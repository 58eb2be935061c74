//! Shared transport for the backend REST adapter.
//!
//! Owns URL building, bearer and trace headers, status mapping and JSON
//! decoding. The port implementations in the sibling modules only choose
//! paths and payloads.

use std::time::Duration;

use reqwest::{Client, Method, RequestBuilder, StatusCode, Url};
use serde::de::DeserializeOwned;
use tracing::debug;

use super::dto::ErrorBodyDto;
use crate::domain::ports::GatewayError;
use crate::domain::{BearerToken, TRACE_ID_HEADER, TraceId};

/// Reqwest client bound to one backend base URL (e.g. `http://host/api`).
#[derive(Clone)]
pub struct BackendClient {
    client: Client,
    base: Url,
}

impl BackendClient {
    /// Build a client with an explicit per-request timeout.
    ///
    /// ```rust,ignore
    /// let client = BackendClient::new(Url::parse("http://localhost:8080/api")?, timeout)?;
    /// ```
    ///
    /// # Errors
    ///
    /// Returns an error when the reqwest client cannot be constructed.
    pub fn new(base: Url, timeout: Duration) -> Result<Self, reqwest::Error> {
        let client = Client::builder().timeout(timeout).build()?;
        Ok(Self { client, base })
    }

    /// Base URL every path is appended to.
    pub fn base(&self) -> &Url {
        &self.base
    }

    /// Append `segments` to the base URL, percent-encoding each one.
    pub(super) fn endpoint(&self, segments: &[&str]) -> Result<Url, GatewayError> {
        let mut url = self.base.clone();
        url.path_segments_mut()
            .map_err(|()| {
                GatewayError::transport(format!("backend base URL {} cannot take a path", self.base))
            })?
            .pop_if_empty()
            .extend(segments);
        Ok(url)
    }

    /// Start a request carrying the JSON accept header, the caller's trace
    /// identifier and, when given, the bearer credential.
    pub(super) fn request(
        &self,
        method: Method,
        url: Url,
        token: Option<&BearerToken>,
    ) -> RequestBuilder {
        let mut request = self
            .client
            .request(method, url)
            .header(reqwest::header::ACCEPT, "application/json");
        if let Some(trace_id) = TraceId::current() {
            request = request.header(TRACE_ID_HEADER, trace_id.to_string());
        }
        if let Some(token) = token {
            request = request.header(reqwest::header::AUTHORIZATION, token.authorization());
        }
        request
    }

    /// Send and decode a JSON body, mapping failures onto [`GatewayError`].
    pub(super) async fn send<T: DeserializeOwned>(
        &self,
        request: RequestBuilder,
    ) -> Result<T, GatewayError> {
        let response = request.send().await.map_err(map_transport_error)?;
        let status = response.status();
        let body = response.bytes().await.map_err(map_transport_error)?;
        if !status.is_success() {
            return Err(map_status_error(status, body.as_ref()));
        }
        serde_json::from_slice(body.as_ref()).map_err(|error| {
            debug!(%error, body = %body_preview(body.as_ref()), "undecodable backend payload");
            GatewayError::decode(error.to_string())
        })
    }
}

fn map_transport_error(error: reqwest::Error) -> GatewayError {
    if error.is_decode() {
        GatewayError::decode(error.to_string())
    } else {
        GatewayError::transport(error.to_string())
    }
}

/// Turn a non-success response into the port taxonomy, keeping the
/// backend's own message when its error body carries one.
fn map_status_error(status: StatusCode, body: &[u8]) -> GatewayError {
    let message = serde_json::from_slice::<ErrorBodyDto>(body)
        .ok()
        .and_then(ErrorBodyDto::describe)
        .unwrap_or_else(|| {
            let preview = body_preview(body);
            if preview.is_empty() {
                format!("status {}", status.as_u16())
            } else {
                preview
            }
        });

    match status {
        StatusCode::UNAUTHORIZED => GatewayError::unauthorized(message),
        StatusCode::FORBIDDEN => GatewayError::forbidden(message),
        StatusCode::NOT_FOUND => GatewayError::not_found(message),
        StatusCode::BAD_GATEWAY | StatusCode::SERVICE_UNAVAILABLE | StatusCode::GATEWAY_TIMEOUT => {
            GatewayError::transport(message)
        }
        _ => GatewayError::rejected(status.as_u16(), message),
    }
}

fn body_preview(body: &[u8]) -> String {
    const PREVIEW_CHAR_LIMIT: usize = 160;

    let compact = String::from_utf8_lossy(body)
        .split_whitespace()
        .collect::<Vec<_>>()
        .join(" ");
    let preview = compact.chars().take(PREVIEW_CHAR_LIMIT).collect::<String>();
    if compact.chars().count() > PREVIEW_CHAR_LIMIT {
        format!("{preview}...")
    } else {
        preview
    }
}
========================================
Instructions to follow. Transcribe every entry word for word.

Task output.
repository 58eb2be935061c74
//! Shared transport for the backend REST adapter.
//!
//! Owns URL building, bearer and trace headers, status mapping and JSON
//! decoding. The port implementations in the sibling modules only choose
//! paths and payloads.

use std::time::Duration;

use reqwest::{Client, Method, RequestBuilder, StatusCode, Url};
use serde::de::DeserializeOwned;
use tracing::debug;

use super::dto::ErrorBodyDto;
use crate::domain::ports::GatewayError;
use crate::domain::{BearerToken, TRACE_ID_HEADER, TraceId};

/// Reqwest client bound to one backend base URL (e.g. `http://host/api`).
#[derive(Clone)]
pub struct BackendClient {
    client: Client,
    base: Url,
}

impl BackendClient {
    /// Build a client with an explicit per-request timeout.
    ///
    /// ```rust,ignore
    /// let client = BackendClient::new(Url::parse("http://localhost:8080/api")?, timeout)?;
    /// ```
    ///
    /// # Errors
    ///
    /// Returns an error when the reqwest client cannot be constructed.
    pub fn new(base: Url, timeout: Duration) -> Result<Self, reqwest::Error> {
        let client = Client::builder().timeout(timeout).build()?;
        Ok(Self { client, base })
    }

    /// Base URL every path is appended to.
    pub fn base(&self) -> &Url {
        &self.base
    }

    /// Append `segments` to the base URL, percent-encoding each one.
    pub(super) fn endpoint(&self, segments: &[&str]) -> Result<Url, GatewayError> {
        let mut url = self.base.clone();
        url.path_segments_mut()
            .map_err(|()| {
                GatewayError::transport(format!("backend base URL {} cannot take a path", self.base))
            })?
            .pop_if_empty()
            .extend(segments);
        Ok(url)
    }

    /// Start a request carrying the JSON accept header, the caller's trace
    /// identifier and, when given, the bearer credential.
    pub(super) fn request(
        &self,
        method: Method,
        url: Url,
        token: Option<&BearerToken>,
    ) -> RequestBuilder {
        let mut request = self
            .client
            .request(method, url)
            .header(reqwest::header::ACCEPT, "application/json");
        if let Some(trace_id) = TraceId::current() {
            request = request.header(TRACE_ID_HEADER, trace_id.to_string());
        }
        if let Some(token) = token {
            request = request.header(reqwest::header::AUTHORIZATION, token.authorization());
        }
        request
    }

    /// Send and decode a JSON body, mapping failures onto [`GatewayError`].
    pub(super) async fn send<T: DeserializeOwned>(
        &self,
        request: RequestBuilder,
    ) -> Result<T, GatewayError> {
        let response = request.send().await.map_err(map_transport_error)?;
        let status = response.status();
        let body = response.bytes().await.map_err(map_transport_error)?;
        if !status.is_success() {
            return Err(map_status_error(status, body.as_ref()));
        }
        serde_json::from_slice(body.as_ref()).map_err(|error| {
            debug!(%error, body = %body_preview(body.as_ref()), "undecodable backend payload");
            GatewayError::decode(error.to_string())
        })
    }
}

fn map_transport_error(error: reqwest::Error) -> GatewayError {
    if error.is_decode() {
        GatewayError::decode(error.to_string())
    } else {
        GatewayError::transport(error.to_string())
    }
}

/// Turn a non-success response into the port taxonomy, keeping the
/// backend's own message when its error body carries one.
fn map_status_error(status: StatusCode, body: &[u8]) -> GatewayError {
    let message = serde_json::from_slice::<ErrorBodyDto>(body)
        .ok()
        .and_then(ErrorBodyDto::describe)
        .unwrap_or_else(|| {
            let preview = body_preview(body);
            if preview.is_empty() {
                format!("status {}", status.as_u16())
            } else {
                preview
            }
        });

    match status {
        StatusCode::UNAUTHORIZED => GatewayError::unauthorized(message),
        StatusCode::FORBIDDEN => GatewayError::forbidden(message),
        StatusCode::NOT_FOUND => GatewayError::not_found(message),
        StatusCode::BAD_GATEWAY | StatusCode::SERVICE_UNAVAILABLE | StatusCode::GATEWAY_TIMEOUT => {
            GatewayError::transport(message)
        }
        _ => GatewayError::rejected(status.as_u16(), message),
    }
}

fn body_preview(body: &[u8]) -> String {
    const PREVIEW_CHAR_LIMIT: usize = 160;

    let compact = String::from_utf8_lossy(body)
        .split_whitespace()
        .collect::<Vec<_>>()
        .join(" ");
    let preview = compact.chars().take(PREVIEW_CHAR_LIMIT).collect::<String>();
    if compact.chars().count() > PREVIEW_CHAR_LIMIT {
        format!("{preview}...")
    } else {
        preview
    }
}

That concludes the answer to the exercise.